The nvidia-persistenced utility is used to enable persistent software state in the NVIDIA driver. When persistence mode is enabled, the daemon prevents the driver from releasing device state when the device is not in use. This can improve the startup time of new clients in this scenario.
OPTIONS
-v, --version Print the utility version and exit. -h, --help Print usage information for the command line options and exit. -V, --verbose Controls how much information is printed. By default, nvidia-persistenced will only print errors and warnings to syslog for unexpected events, as well as startup and shutdown notices. Specifying this flag will cause nvidia-persistenced to also print notices to syslog on state transitions, such as when persistence mode is enabled or disabled, and informational messages on startup and exit. -u USERNAME, --user=USERNAME Runs nvidia-persistenced with the user permissions of the user specified by the USERNAME argument. This user must have write access to the /var/run/nvidia-persistenced directory. If this directory does not exist, nvidia-persistenced will attempt to create it prior to changing the process user and group IDs. --persistence-mode, --no-persistence-mode By default, nvidia-persistenced starts with persistence mode disabled for all devices. Use '--persistence-mode' to force persistence mode on for all devices on startup. --nvidia-cfg-path=PATH The nvidia-cfg library is used to communicate with the NVIDIA kernel module to query and manage GPUs in the system. This library is required by nvidia-persistenced. This option tells nvidia-persistenced where to look for this library (in case it cannot find it on its own). This option should normally not be needed.

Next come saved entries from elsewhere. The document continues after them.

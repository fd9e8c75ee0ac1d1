use clap::Parser;
use cpxseq::assemble::{DEFAULT_MAX_N_FRACTION, DEFAULT_WINDOW_LEN};
use cpxseq::io::open_reader;
use cpxseq::sequence::{collect_sequence_paths, FastaIndex, SequenceProvider};
use cpxseq::{
    ChromosomeTable, CpxError, CpxVariant, ErrorKind, SequenceBuilder, SequencePair, WindowConfig,
};
use log::{debug, error, info, warn};
use rayon::prelude::*;
use std::fs::File;
use std::io::{self, BufRead, BufWriter, Write};

/// Build fixed-length REF/ALT sequence windows for complex SVs
#[derive(Parser, Debug)]
#[command(author, version, about)]
struct Args {
    /// Reference FASTA file (can be repeated)
    #[arg(short = 'f', long = "fasta")]
    fasta: Vec<String>,

    /// File listing reference FASTA paths, one per line
    #[arg(long = "fasta-list")]
    fasta_list: Option<String>,

    /// Chromosome lengths table (CHROM, chrom_max)
    #[arg(long = "chrom-lengths")]
    chrom_lengths: String,

    /// Centromere coordinates table (CHROM, centromere)
    #[arg(long = "centromeres")]
    centromeres: String,

    /// Variants as CHR, POS, END, CHR2, CPX_TYPE, CPX_INTERVALS (use "-" to read from standard input)
    #[arg(short = 'i', long = "variants")]
    variants: String,

    /// Output FASTA (default: standard output)
    #[arg(short = 'o', long = "output")]
    output: Option<String>,

    /// Length of the REF and ALT windows
    #[arg(short = 'w', long = "window", default_value_t = DEFAULT_WINDOW_LEN)]
    window: usize,

    /// Largest accepted fraction of N bases in the REF window
    #[arg(long = "max-n-fraction", default_value_t = DEFAULT_MAX_N_FRACTION)]
    max_n_fraction: f64,

    /// Number of threads to use (default: 2)
    #[arg(short = 't', long = "threads", default_value_t = 2)]
    threads: usize,

    /// Verbosity level (0 = error, 1 = info, 2 = debug)
    #[arg(short, long, default_value = "0")]
    verbose: u8,
}

#[derive(Debug, Default)]
struct Summary {
    written: usize,
    skipped: usize,
    failed: usize,
}

type VariantResult = Result<(CpxVariant, SequencePair), (String, CpxError)>;

fn main() -> Result<(), Box<dyn std::error::Error>> {
    let args = Args::parse();
    setup_logger(args.verbose);

    if args.window == 0 {
        return Err("--window must be positive".into());
    }
    if !(0.0..=1.0).contains(&args.max_n_fraction) {
        return Err("--max-n-fraction must lie between 0 and 1".into());
    }

    // Set the thread pool size
    rayon::ThreadPoolBuilder::new()
        .num_threads(args.threads)
        .build_global()?;

    let fasta_files = collect_sequence_paths(args.fasta.clone(), args.fasta_list.clone())?;
    let reference = FastaIndex::build(&fasta_files)?;
    let chroms = ChromosomeTable::from_files(&args.chrom_lengths, &args.centromeres)?;
    check_chromosome_lengths(&chroms, &reference);
    info!(
        "Loaded {} FASTA files and metadata for {} chromosomes",
        fasta_files.len(),
        chroms.len()
    );

    let config = WindowConfig {
        window_len: args.window,
        max_n_fraction: args.max_n_fraction,
    };
    let builder = SequenceBuilder::new(&reference, &chroms, config);

    let reader = open_reader(&args.variants)?;
    let mut writer: Box<dyn Write> = match &args.output {
        Some(path) => Box::new(BufWriter::new(File::create(path)?)),
        None => Box::new(BufWriter::new(io::stdout())),
    };

    // Process in chunks
    const CHUNK_SIZE: usize = 1000;
    let mut lines = Vec::with_capacity(CHUNK_SIZE);
    let mut summary = Summary::default();

    for line_result in reader.lines() {
        let line = line_result?;
        if is_header_or_blank(&line) {
            continue;
        }
        lines.push(line);

        if lines.len() >= CHUNK_SIZE {
            let results = process_chunk(&lines, &builder);
            write_results(&mut writer, results, &mut summary)?;
            lines.clear();
        }
    }

    // Process remaining lines
    if !lines.is_empty() {
        let results = process_chunk(&lines, &builder);
        write_results(&mut writer, results, &mut summary)?;
    }
    writer.flush()?;

    info!(
        "Wrote {} variants, skipped {} for sequence quality, {} failed",
        summary.written, summary.skipped, summary.failed
    );
    if summary.failed > 0 {
        return Err(format!("{} variants could not be processed", summary.failed).into());
    }
    Ok(())
}

/// Initialize logger based on verbosity
fn setup_logger(verbosity: u8) {
    env_logger::Builder::new()
        .filter_level(match verbosity {
            0 => log::LevelFilter::Error,
            1 => log::LevelFilter::Info,
            _ => log::LevelFilter::Debug,
        })
        .init();
}

fn is_header_or_blank(line: &str) -> bool {
    line.trim().is_empty() || line.starts_with('#') || line.starts_with("CHR\t")
}

/// Warn when the metadata table disagrees with the FASTA index.
fn check_chromosome_lengths(chroms: &ChromosomeTable, reference: &FastaIndex) {
    for (name, info) in chroms.iter() {
        let fasta_len = reference
            .sequence_length(&format!("chr{name}"))
            .or_else(|| reference.sequence_length(name));
        match fasta_len {
            Some(len) if len as i64 != info.length => warn!(
                "Chromosome {} has length {} in the FASTA but {} in the length table",
                name, len, info.length
            ),
            Some(_) => {}
            None => debug!("Chromosome {} is not present in the FASTA files", name),
        }
    }
}

/// Build the windows of a chunk of variant lines in parallel, keeping input order
fn process_chunk<P: SequenceProvider>(
    lines: &[String],
    builder: &SequenceBuilder<'_, P>,
) -> Vec<VariantResult> {
    lines
        .par_iter()
        .map(|line| {
            let variant = CpxVariant::from_tsv_line(line).map_err(|e| (line.clone(), e))?;
            let pair = builder.build(&variant).map_err(|e| (variant.id(), e))?;
            Ok((variant, pair))
        })
        .collect()
}

fn write_results(
    writer: &mut dyn Write,
    results: Vec<VariantResult>,
    summary: &mut Summary,
) -> io::Result<()> {
    for result in results {
        match result {
            Ok((variant, pair)) => {
                let id = variant.id();
                writeln!(writer, ">{id}:REF")?;
                writer.write_all(&pair.ref_seq)?;
                writeln!(writer)?;
                writeln!(writer, ">{id}:ALT")?;
                writer.write_all(&pair.alt_seq)?;
                writeln!(writer)?;
                summary.written += 1;
            }
            Err((id, e)) if e.kind() == ErrorKind::DataQuality => {
                warn!("Skipping {}: {}", id, e);
                summary.skipped += 1;
            }
            Err((id, e)) => {
                error!("Failed on {}: {}", id, e);
                summary.failed += 1;
            }
        }
    }
    Ok(())
}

When installed by nvidia-installer , sample init scripts to start the daemon for some of the more prevalent init systems are installed as the compressed tarball /usr/share/doc/NVIDIA_GLX-1.0/sample/nvidia-persistenced-init.tar.bz2. These init scripts should be customized to the user's distribution and installed in the proper location by the user to run nvidia-persistenced on system initialization. Once the init script is installed so that the daemon is running, users should not normally need to manually interact with nvidia-persistenced: the NVIDIA management utilities, such as nvidia-smi, can communicate with it automatically as necessary to manage persistence mode. The daemon does not require root privileges to run, and may safely be run as an unprivileged user, given that its runtime directory, /var/run/nvidia-persistenced, is created for and owned by that user prior to starting the daemon. nvidia-persistenced also requires read and write access to the NVIDIA character device files. If the permissions of the device files have been altered through any of the NVreg_DeviceFileUID, NVreg_DeviceFile_GID, or NVreg_DeviceFileMode NVIDIA kernel module options, nvidia-persistenced will need to run as a suitable user. If the daemon is started with root privileges, the --user option may be used instead to indicate that the daemon should drop its privileges and run as the specified user after setting up its runtime directory. Using this option may cause the daemon to be unable to remove the /var/run/nvidia-persistenced directory when it is killed, if the specified user does not have write permissions to /var/run. In this case, directory removal should be handled by a post-execution script. See the sample init scripts provided in /usr/share/doc/NVIDIA_GLX-1.0/sample/nvidia-persistenced-init.tar.bz2 for examples of this behavior. The daemon indirectly utilizes nvidia-modprobe via the nvidia-cfg library to load the NVIDIA kernel module and create the NVIDIA character device files after the daemon has dropped its root privileges, if it had any to begin with. If nvidia-modprobe is not installed, the daemon may not be able to start properly if it is not run with root privileges. The source code to nvidia-persistenced is available here: 〈ftp://download.nvidia.com/ XFree86/nvidia-persistenced/〉
EXAMPLES
nvidia-persistenced Starts the NVIDIA Persistence Daemon with persistence mode disabled for all NVIDIA devices. nvidia-persistenced --persistence-mode Starts the NVIDIA Persistence Daemon with persistence mode enabled for all NVIDIA devices. nvidia-persistenced --user=foo Starts the NVIDIA Persistence Daemon so that it will run as user 'foo'.